>>

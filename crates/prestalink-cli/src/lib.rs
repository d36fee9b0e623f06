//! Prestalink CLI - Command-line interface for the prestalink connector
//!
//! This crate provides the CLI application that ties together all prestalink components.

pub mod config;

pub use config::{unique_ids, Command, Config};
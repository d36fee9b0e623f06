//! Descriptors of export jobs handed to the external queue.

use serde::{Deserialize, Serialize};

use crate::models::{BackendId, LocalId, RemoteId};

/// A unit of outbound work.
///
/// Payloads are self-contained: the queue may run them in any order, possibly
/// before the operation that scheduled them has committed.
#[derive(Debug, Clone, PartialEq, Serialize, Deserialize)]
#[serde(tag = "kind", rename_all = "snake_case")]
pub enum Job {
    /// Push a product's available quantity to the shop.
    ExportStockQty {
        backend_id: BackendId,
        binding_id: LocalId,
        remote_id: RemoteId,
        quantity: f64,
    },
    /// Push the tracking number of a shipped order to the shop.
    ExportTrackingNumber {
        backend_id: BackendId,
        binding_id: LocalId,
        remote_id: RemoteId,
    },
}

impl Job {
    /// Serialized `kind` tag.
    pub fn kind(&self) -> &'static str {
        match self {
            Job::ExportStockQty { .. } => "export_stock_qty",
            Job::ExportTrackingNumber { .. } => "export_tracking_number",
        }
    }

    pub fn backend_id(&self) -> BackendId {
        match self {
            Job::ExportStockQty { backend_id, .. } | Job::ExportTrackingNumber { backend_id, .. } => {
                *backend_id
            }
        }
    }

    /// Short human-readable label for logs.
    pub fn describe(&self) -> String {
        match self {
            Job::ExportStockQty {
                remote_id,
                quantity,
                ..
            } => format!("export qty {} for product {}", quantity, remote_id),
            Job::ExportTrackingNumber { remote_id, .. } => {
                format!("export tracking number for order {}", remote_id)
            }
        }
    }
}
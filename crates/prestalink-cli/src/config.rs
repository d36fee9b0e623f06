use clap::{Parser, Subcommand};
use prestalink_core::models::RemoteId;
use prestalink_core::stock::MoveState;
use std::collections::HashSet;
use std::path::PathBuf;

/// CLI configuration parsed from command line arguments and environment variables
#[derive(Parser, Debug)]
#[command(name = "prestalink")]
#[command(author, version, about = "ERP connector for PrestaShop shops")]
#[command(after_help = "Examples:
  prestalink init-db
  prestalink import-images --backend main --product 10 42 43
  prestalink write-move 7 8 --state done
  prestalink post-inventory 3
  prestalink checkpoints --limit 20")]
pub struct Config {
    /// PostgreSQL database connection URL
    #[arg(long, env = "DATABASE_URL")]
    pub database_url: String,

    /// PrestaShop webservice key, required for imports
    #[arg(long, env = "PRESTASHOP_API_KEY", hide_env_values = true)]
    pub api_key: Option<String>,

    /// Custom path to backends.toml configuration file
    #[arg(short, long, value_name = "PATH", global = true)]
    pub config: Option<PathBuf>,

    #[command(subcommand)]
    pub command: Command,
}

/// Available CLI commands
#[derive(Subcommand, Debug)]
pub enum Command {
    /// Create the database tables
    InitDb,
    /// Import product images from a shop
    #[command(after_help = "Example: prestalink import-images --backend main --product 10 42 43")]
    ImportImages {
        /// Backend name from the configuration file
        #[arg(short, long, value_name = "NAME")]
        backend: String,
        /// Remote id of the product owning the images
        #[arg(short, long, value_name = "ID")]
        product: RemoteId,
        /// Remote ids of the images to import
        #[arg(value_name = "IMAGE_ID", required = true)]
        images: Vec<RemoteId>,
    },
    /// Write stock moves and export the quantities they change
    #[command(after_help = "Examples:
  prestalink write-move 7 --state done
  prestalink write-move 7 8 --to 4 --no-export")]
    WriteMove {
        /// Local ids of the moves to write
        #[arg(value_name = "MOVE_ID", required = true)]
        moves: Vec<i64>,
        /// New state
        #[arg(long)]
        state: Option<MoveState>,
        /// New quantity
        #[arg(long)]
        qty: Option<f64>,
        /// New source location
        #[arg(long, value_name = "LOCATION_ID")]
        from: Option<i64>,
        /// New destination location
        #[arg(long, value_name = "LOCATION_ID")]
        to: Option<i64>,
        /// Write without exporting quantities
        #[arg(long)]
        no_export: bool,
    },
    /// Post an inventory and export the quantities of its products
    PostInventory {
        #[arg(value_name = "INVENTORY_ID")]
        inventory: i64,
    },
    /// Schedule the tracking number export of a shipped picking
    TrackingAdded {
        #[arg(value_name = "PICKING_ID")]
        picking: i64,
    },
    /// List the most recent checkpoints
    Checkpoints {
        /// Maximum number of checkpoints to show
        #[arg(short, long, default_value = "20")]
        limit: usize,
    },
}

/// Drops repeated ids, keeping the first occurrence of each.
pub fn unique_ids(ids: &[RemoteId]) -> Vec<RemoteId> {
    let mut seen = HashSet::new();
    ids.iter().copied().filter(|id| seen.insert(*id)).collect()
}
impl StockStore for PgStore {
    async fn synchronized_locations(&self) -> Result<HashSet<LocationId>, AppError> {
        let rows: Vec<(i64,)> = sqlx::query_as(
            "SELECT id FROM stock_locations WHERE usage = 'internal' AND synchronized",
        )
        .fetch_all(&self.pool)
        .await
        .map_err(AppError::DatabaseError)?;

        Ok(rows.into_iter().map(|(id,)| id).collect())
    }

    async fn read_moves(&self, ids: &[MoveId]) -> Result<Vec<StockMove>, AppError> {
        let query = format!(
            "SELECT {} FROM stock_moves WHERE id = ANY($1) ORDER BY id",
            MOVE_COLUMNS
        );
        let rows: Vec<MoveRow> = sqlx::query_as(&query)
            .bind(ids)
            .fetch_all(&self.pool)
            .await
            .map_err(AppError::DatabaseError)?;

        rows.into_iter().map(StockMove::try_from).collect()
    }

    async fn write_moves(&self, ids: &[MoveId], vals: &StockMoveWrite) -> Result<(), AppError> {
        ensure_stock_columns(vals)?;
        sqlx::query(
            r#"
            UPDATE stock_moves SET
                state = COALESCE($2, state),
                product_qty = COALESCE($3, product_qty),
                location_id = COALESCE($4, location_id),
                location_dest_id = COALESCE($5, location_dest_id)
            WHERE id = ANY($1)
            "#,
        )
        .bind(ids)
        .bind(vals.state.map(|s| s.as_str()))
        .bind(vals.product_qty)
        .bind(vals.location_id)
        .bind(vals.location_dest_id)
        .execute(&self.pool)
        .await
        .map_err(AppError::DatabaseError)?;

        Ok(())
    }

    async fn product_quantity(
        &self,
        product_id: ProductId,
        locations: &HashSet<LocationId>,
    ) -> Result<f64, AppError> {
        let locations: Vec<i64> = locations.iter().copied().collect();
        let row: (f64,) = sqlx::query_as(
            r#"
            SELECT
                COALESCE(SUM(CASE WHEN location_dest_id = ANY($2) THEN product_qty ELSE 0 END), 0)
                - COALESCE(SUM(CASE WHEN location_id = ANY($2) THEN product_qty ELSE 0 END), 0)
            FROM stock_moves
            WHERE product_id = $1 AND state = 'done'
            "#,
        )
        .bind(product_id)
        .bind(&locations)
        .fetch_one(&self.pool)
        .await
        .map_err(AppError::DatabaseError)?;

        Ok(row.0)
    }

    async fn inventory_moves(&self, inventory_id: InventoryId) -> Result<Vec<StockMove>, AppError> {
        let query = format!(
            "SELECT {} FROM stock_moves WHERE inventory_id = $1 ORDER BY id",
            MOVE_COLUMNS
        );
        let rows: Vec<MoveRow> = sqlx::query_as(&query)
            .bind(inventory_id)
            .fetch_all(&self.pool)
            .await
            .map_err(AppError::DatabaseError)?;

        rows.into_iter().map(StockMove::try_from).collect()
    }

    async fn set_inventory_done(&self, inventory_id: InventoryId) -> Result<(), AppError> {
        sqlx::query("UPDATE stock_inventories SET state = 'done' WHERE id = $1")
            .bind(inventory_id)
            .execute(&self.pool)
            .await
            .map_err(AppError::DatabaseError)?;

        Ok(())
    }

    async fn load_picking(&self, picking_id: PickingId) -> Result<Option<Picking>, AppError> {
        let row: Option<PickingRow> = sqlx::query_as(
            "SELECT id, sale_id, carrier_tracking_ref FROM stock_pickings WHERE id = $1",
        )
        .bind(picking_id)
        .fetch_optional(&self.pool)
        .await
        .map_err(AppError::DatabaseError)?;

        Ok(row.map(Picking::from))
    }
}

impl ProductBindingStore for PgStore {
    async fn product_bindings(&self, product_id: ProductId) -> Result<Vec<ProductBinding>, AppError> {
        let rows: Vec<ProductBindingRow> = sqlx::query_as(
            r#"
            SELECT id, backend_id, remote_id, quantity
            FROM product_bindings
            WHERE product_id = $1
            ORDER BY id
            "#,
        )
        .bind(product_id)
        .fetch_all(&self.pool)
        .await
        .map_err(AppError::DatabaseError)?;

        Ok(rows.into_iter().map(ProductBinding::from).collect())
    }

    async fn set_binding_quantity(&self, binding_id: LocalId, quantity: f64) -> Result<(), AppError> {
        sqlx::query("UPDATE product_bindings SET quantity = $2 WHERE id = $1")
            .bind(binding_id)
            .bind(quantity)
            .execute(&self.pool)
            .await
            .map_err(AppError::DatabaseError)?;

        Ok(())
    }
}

<<
>>

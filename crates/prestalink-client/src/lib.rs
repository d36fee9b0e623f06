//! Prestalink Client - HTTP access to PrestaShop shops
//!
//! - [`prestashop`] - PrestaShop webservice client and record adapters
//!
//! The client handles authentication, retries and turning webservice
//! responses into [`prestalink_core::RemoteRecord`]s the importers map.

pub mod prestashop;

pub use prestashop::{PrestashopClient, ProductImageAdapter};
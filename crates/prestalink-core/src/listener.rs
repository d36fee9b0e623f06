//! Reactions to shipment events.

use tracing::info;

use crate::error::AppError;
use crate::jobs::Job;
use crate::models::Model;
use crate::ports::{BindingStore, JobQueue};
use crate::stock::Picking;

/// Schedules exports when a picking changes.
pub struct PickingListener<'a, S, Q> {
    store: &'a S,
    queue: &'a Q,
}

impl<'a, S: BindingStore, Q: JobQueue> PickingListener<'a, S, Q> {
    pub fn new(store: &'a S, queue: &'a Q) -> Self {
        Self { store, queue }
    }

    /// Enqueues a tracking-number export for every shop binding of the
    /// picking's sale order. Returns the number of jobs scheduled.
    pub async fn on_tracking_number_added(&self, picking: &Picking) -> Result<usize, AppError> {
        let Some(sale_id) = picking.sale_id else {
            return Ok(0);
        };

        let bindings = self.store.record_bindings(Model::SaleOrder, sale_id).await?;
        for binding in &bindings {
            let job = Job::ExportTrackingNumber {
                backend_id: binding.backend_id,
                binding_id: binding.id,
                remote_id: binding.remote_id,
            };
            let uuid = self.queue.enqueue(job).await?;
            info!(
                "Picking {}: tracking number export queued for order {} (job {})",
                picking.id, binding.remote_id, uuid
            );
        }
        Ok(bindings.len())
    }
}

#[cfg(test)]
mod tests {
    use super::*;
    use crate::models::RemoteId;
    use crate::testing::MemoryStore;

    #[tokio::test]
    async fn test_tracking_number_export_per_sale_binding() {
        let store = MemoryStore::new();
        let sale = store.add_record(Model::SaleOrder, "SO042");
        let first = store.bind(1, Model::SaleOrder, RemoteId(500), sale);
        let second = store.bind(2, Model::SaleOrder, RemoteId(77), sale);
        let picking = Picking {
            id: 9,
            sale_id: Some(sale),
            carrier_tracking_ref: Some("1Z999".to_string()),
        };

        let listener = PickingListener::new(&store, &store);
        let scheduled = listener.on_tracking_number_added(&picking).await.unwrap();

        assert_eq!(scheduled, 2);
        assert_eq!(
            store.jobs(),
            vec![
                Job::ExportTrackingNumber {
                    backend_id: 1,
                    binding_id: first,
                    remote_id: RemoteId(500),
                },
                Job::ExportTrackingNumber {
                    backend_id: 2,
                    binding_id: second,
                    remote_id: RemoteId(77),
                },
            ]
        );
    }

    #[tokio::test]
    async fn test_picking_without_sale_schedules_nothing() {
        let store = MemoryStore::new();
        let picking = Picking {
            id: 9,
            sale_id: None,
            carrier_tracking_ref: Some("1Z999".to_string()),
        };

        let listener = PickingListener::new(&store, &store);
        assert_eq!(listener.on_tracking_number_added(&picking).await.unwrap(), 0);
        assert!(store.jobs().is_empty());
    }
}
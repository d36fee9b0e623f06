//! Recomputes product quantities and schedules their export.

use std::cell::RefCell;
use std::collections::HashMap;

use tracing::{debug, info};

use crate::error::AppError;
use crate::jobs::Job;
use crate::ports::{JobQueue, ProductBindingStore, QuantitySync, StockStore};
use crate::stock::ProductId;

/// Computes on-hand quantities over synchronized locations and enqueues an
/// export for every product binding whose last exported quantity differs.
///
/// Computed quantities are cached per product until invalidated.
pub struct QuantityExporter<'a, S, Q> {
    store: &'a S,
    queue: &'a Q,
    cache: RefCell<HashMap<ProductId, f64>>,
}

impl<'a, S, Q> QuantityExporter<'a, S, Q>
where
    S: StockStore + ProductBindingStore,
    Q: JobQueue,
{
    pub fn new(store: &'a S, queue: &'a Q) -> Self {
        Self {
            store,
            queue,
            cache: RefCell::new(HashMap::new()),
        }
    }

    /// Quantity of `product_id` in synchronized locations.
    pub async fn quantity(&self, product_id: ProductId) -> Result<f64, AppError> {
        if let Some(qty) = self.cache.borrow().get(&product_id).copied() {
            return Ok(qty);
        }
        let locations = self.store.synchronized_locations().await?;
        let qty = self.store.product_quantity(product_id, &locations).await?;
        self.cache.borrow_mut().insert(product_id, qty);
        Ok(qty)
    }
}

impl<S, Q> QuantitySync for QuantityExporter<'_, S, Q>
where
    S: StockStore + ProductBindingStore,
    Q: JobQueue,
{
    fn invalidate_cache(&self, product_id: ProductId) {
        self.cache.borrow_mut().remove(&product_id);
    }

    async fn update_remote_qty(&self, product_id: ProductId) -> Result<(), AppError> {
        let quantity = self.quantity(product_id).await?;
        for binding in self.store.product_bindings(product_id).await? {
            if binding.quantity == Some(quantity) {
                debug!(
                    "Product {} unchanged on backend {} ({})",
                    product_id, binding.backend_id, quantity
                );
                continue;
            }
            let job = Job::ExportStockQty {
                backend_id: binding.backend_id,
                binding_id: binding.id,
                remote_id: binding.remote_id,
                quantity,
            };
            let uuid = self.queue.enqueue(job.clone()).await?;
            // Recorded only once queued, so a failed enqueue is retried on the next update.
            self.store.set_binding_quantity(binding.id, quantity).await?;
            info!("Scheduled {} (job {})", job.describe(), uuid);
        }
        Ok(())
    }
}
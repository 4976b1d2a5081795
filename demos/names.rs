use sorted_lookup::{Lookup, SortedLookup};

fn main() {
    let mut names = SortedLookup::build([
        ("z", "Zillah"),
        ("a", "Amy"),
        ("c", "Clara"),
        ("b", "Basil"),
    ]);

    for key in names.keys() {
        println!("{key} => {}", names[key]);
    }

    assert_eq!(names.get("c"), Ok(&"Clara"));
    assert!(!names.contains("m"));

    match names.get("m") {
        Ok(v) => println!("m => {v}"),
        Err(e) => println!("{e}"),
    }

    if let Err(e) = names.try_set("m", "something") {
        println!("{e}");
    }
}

<<

Reproduce exactly, and only, the part of the listing above that begins at the line with "Model::SaleOrder, RemoteId(500), sale);" and goes on through the line with "async fn test_picking_without_sale_schedules_nothing()".

        let first = store.bind(1, Model::SaleOrder, RemoteId(500), sale);
        let second = store.bind(2, Model::SaleOrder, RemoteId(77), sale);
        let picking = Picking {
            id: 9,
            sale_id: Some(sale),
            carrier_tracking_ref: Some("1Z999".to_string()),
        };

        let listener = PickingListener::new(&store, &store);
        let scheduled = listener.on_tracking_number_added(&picking).await.unwrap();

        assert_eq!(scheduled, 2);
        assert_eq!(
            store.jobs(),
            vec![
                Job::ExportTrackingNumber {
                    backend_id: 1,
                    binding_id: first,
                    remote_id: RemoteId(500),
                },
                Job::ExportTrackingNumber {
                    backend_id: 2,
                    binding_id: second,
                    remote_id: RemoteId(77),
                },
            ]
        );
    }

    #[tokio::test]
    async fn test_picking_without_sale_schedules_nothing() {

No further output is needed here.